- _WHAT TO DO_:
Work through the entries that follow and state how many lines contain the word "SourceId". Only the number is wanted.

- _AVAILABLE DATA_:
//! Transport-independent API layer.
//!
//! `CurationApi` is the single entry point for consumer-facing operations. A CLI,
//! an HTTP layer or a test harness calls these methods and never reaches into the
//! store or the pipeline components directly. Every failure crosses this boundary
//! as an [`ErrorReport`], never as a raw internal error.

use std::sync::Arc;

use crate::config::PipelineConfig;
use crate::dedup::{self, BatchReport, Registrar, Registration, SourceInput};
use crate::error::{CurationError, ErrorReport, JobFailure, ProcessingError};
use crate::ingest::{Capabilities, CycleReport, JobEngine, RequeueTarget, Worker};
use crate::model::*;
use crate::proposal::{LinkDisposition, ProposalGenerator, ProposalOutcome};
use crate::quality::extraction::ExtractionSummary;
use crate::quality::{Extraction, QualitySettings};
use crate::reprocess::{self, QualitySummary, ReprocessRun, RequeueOutcome};
use crate::review::{self, BulkReport, PublishOutcome, ReviewQueue, Reviewable};
use crate::store::{
    jobs, proposals, sources, tuning as tuning_store, witness as witness_store, ReprocessFilter, SqliteStore,
};
use crate::tuning;
use crate::witness::{self, ConsolidationReport};

pub type ApiResult<T> = Result<T, ErrorReport>;

fn processing_report(err: &ProcessingError) -> ErrorReport {
    match err {
        ProcessingError::Curation(inner) => inner.report(),
        other => {
            let failure = JobFailure::from(other);
            ErrorReport {
                error_code: "transient_processing_error".to_string(),
                details: serde_json::json!({
                    "code": failure.error_code,
                    "context": failure.error_context,
                    "parser_name": failure.parser_name,
                }),
            }
        }
    }
}

/// Single entry point for all consumer-facing operations.
#[derive(Clone)]
pub struct CurationApi {
    store: Arc<SqliteStore>,
    capabilities: Capabilities,
    config: PipelineConfig,
}

impl CurationApi {
    pub fn new(store: Arc<SqliteStore>, capabilities: Capabilities, config: PipelineConfig) -> Self {
        Self {
            store,
            capabilities,
            config,
        }
    }

    pub fn config(&self) -> &PipelineConfig {
        &self.config
    }

    /// A worker sharing this API's store, capabilities and configuration.
    pub fn worker(&self) -> Worker {
        Worker::new(self.store.clone(), self.capabilities.clone(), self.config.clone())
    }

    fn engine(&self, actor: &str) -> JobEngine<'_> {
        JobEngine::new(&self.store, &self.config).with_actor(actor)
    }

    // --- Registration ---

    pub async fn register_source(&self, input: &SourceInput, actor: &str) -> ApiResult<Registration> {
        Ok(Registrar::new(&self.store, self.capabilities.parser.as_ref(), &self.config)
            .with_actor(actor)
            .register(input)
            .await?)
    }

    /// Register many sources. Individual failures are reported per item.
    pub async fn register_batch(&self, inputs: &[SourceInput], actor: &str) -> BatchReport {
        Registrar::new(&self.store, self.capabilities.parser.as_ref(), &self.config)
            .with_actor(actor)
            .register_batch(inputs)
            .await
    }

    pub fn link_duplicate(&self, source_id: &str, canonical_id: &str, actor: &str) -> ApiResult<Source> {
        Ok(dedup::link_duplicate(
            &self.store,
            &SourceId::from_string(source_id),
            &SourceId::from_string(canonical_id),
            actor,
        )?)
    }

    pub fn promote_primary(&self, group_id: &str, source_id: &str, actor: &str) -> ApiResult<Vec<WitnessMember>> {
        Ok(dedup::promote_primary(
            &self.store,
            &GroupId::from_string(group_id),
            &SourceId::from_string(source_id),
            actor,
        )?)
    }

    // --- Ingestion jobs ---

    pub fn enqueue_job(&self, source_id: &str, idempotency_key: Option<&str>, actor: &str) -> ApiResult<IngestionJob> {
        Ok(self
            .engine(actor)
            .enqueue(&SourceId::from_string(source_id), idempotency_key)?)
    }

    pub fn claim_job(&self, actor: &str) -> ApiResult<Option<IngestionJob>> {
        Ok(self.engine(actor).claim_next()?)
    }

    /// Complete a job returned by [`CurationApi::claim_job`]. A claim that was swept
    /// as stale reports `conflict`.
    pub fn complete_job(&self, claim: &IngestionJob, details: serde_json::Value, actor: &str) -> ApiResult<IngestionJob> {
        Ok(self.engine(actor).complete(claim, details)?)
    }

    pub fn fail_job(
        &self,
        claim: &IngestionJob,
        error_code: &str,
        error_context: serde_json::Value,
        actor: &str,
    ) -> ApiResult<IngestionJob> {
        if error_code.trim().is_empty() {
            return Err(CurationError::validation("error_code", "must not be empty").into());
        }
        Ok(self
            .engine(actor)
            .fail(claim, &JobFailure::new(error_code, error_context))?)
    }

    /// Requeue one dead-letter job, or all of them when `job_id` is `None`.
    pub fn requeue_dead_letter(&self, job_id: Option<&str>, reason: &str, actor: &str) -> ApiResult<Vec<IngestionJob>> {
        let target = match job_id {
            Some(id) => RequeueTarget::One(JobId::from_string(id)),
            None => RequeueTarget::All,
        };
        Ok(self.engine(actor).requeue_dead_letter(&target, reason)?)
    }

    pub fn job(&self, job_id: &str) -> ApiResult<IngestionJob> {
        Ok(self.engine(&self.config.operator_id).get(&JobId::from_string(job_id))?)
    }

    pub fn jobs_with_status(&self, status: JobStatus) -> ApiResult<Vec<IngestionJob>> {
        Ok(self
            .store
            .read(|c| jobs::jobs_with_status(c, status))
            .map_err(CurationError::from)?)
    }

    /// Run one worker cycle in-process.
    pub async fn run_cycle(&self) -> ApiResult<CycleReport> {
        Ok(self.worker().run_cycle().await?)
    }

    // --- Extraction & reprocess ---

    /// Extract passage evidence from a registered source outside the job queue.
    pub async fn extract_passages(&self, source_id: &str) -> ApiResult<ExtractionSummary> {
        let source = self
            .store
            .read(|c| sources::get_source(c, &SourceId::from_string(source_id)))
            .map_err(CurationError::from)?;
        let text = self
            .capabilities
            .load_text(&source)
            .await
            .map_err(|e| processing_report(&e))?;
        let settings = tuning::active_settings(&self.store, &self.config, &self.config.operator_id)?;
        Extraction::new(
            &self.store,
            self.capabilities.translator.as_ref(),
            source,
            text,
            &settings,
            &self.config.operator_id,
        )
        .drain()
        .await
        .map_err(|e| processing_report(&e))
    }

    pub fn requeue_passage(
        &self,
        passage_id: &str,
        trigger_mode: ReprocessTriggerMode,
        reason_code: &str,
        notes: Option<&str>,
        actor: &str,
    ) -> ApiResult<RequeueOutcome> {
        Ok(reprocess::requeue(
            &self.store,
            &PassageId::from_string(passage_id),
            trigger_mode,
            reason_code,
            notes,
            actor,
        )?)
    }

    pub async fn run_reprocess_next(&self, actor: &str) -> ApiResult<Option<ReprocessRun>> {
        let settings = tuning::active_settings(&self.store, &self.config, actor)?;
        Ok(reprocess::run_next(&self.store, self.capabilities.translator.as_ref(), &settings, actor).await?)
    }

    /// Return reprocess jobs whose claim outlived the configured job timeout.
    pub fn sweep_stale_reprocess(&self, actor: &str) -> ApiResult<Vec<ReprocessJob>> {
        let timeout = std::time::Duration::from_secs(self.config.job_timeout_secs);
        Ok(reprocess::sweep_stale(&self.store, timeout, actor)?)
    }

    pub fn list_reprocess(&self, filter: &ReprocessFilter) -> ApiResult<Vec<ReprocessJob>> {
        Ok(reprocess::list(&self.store, filter)?)
    }

    pub fn quality_summary(&self, passage_id: &str) -> ApiResult<QualitySummary> {
        Ok(reprocess::quality_summary(&self.store, &PassageId::from_string(passage_id))?)
    }

    // --- Tuning profiles ---

    pub fn list_profiles(&self) -> ApiResult<Vec<TuningProfile>> {
        Ok(tuning::list_profiles(&self.store)?)
    }

    /// The default profile, seeded on first use.
    pub fn default_profile(&self, actor: &str) -> ApiResult<TuningProfile> {
        Ok(tuning::ensure_default_profile(&self.store, &self.config, actor)?)
    }

    pub fn create_profile(&self, draft: &ProfileDraft, make_default: bool, actor: &str) -> ApiResult<TuningProfile> {
        Ok(tuning::create_profile(&self.store, draft, make_default, actor)?)
    }

    pub fn update_profile(&self, profile_id: &str, draft: &ProfileDraft, actor: &str) -> ApiResult<TuningProfile> {
        Ok(tuning::update_profile(&self.store, profile_id, draft, actor)?)
    }

    pub fn set_default_profile(&self, profile_id: &str, actor: &str) -> ApiResult<TuningProfile> {
        Ok(tuning::set_default_profile(&self.store, profile_id, actor)?)
    }

    /// The settings the next extraction or reprocess pass will run under.
    pub fn active_settings(&self) -> ApiResult<QualitySettings> {
        Ok(tuning::active_settings(&self.store, &self.config, &self.config.operator_id)?)
    }

    // --- Proposals ---

    pub async fn propose_for_passage(
        &self,
        passage_id: &str,
        include_filtered: bool,
        actor: &str,
    ) -> ApiResult<ProposalOutcome> {
        Ok(ProposalGenerator::new(&self.store, self.capabilities.proposer.as_ref(), &self.config)
            .with_filtered(include_filtered)
            .with_actor(actor)
            .propose_for_passage(&PassageId::from_string(passage_id))
            .await?)
    }

    pub fn propose_links(&self, pairs: &[(String, String)], actor: &str) -> ApiResult<Vec<LinkDisposition>> {
        let pairs: Vec<(PassageId, PassageId)> = pairs
            .iter()
            .map(|(a, b)| (PassageId::from_string(a), PassageId::from_string(b)))
            .collect();
        Ok(ProposalGenerator::new(&self.store, self.capabilities.proposer.as_ref(), &self.config)
            .with_actor(actor)
            .propose_links(&pairs)?)
    }

    pub fn pending_terms(&self) -> ApiResult<Vec<PendingTerm>> {
        Ok(self
            .store
            .read(proposals::pending_terms)
            .map_err(CurationError::from)?)
    }

    // --- Witness consolidation ---

    pub fn consolidate(&self, group_id: &str, actor: &str) -> ApiResult<ConsolidationReport> {
        Ok(witness::consolidate(
            &self.store,
            &GroupId::from_string(group_id),
            self.config.consolidation_similarity,
            actor,
        )?)
    }

    pub fn consolidated_passages(&self, group_id: &str) -> ApiResult<Vec<ConsolidatedPassage>> {
        let group_id = GroupId::from_string(group_id);
        Ok(self
            .store
            .read(|c| {
                sources::get_group(c, &group_id)?;
                witness_store::consolidated_for_group(c, &group_id)
            })
            .map_err(CurationError::from)?)
    }

    // --- Review ---

    pub fn decide(
        &self,
        object_type: ReviewableType,
        object_id: &str,
        decision: ReviewDecisionKind,
        reviewer_id: &str,
        notes: Option<&str>,
    ) -> ApiResult<ReviewDecision> {
        Ok(review::decide(&self.store, object_type, object_id, decision, reviewer_id, notes)?)
    }

    pub fn bulk_decide(
        &self,
        object_type: ReviewableType,
        object_ids: &[String],
        decision: ReviewDecisionKind,
        reviewer_id: &str,
        notes: Option<&str>,
    ) -> ApiResult<BulkReport> {
        Ok(review::bulk_decide(&self.store, object_type, object_ids, decision, reviewer_id, notes)?)
    }

    pub fn resubmit(&self, object_type: ReviewableType, object_id: &str, actor: &str, notes: Option<&str>) -> ApiResult<()> {
        Ok(review::resubmit(&self.store, object_type, object_id, actor, notes)?)
    }

    pub fn publish(&self, object_type: ReviewableType, object_id: &str, actor: &str) -> ApiResult<PublishOutcome> {
        Ok(review::publish(&self.store, object_type, object_id, actor)?)
    }

    pub fn review_queue(&self, object_type: ReviewableType, page: usize, page_size: usize) -> ApiResult<ReviewQueue> {
        Ok(review::review_queue(&self.store, object_type, page, page_size)?)
    }

    // --- Audit & lookup ---

    pub fn audit_trail(&self, object_id: &str) -> ApiResult<Vec<AuditEvent>> {
        Ok(self.store.audit_trail(object_id).map_err(CurationError::from)?)
    }

    /// Fetch any record by its prefixed id.
    pub fn lookup(&self, id: &str) -> ApiResult<serde_json::Value> {
        let object_type = infer_object_type(id)
            .ok_or_else(|| CurationError::validation("id", format!("unrecognized id prefix: {}", id)))?;
        let value = self.store.read(|c| -> Result<serde_json::Value, CurationError> {
            let value = match object_type {
                "passage" | "tag" | "link" | "flag" => {
                    let kind: ReviewableType = object_type
                        .parse()
                        .map_err(|e: String| CurationError::validation("id", e))?;
                    Reviewable::load(c, kind, id)?.to_json()?
                }
                "source" => to_json(&sources::get_source(c, &SourceId::from_string(id))?)?,
                "text" => to_json(&sources::get_text(c, &TextId::from_string(id))?)?,
                "job" => to_json(&jobs::get_job(c, &JobId::from_string(id))?)?,
                "reprocess_job" => to_json(&jobs::get_reprocess_job(c, &ReprocessJobId::from_string(id))?)?,
                "trace" => to_json(&proposals::get_trace(c, &TraceId::from_string(id))?)?,
                "tuning_profile" => to_json(&tuning_store::get_profile(c, &ProfileId::from_string(id))?)?,
                "witness_group" => {
                    let group_id = GroupId::from_string(id);
                    serde_json::json!({
                        "group": to_json(&sources::get_group(c, &group_id)?)?,
                        "members": to_json(&sources::group_members(c, &group_id)?)?,
                        "consolidated": to_json(&witness_store::consolidated_for_group(c, &group_id)?)?,
                    })
                }
                other => {
                    return Err(CurationError::validation(
                        "id",
                        format!("{} records are not addressable by id", other),
                    ))
                }
            };
            Ok(value)
        })?;
        Ok(value)
    }
}

fn to_json<T: serde::Serialize>(value: &T) -> Result<serde_json::Value, CurationError> {
    serde_json::to_value(value).map_err(|e| CurationError::from(crate::store::StorageError::from(e)))
}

- _SOLUTION_:
6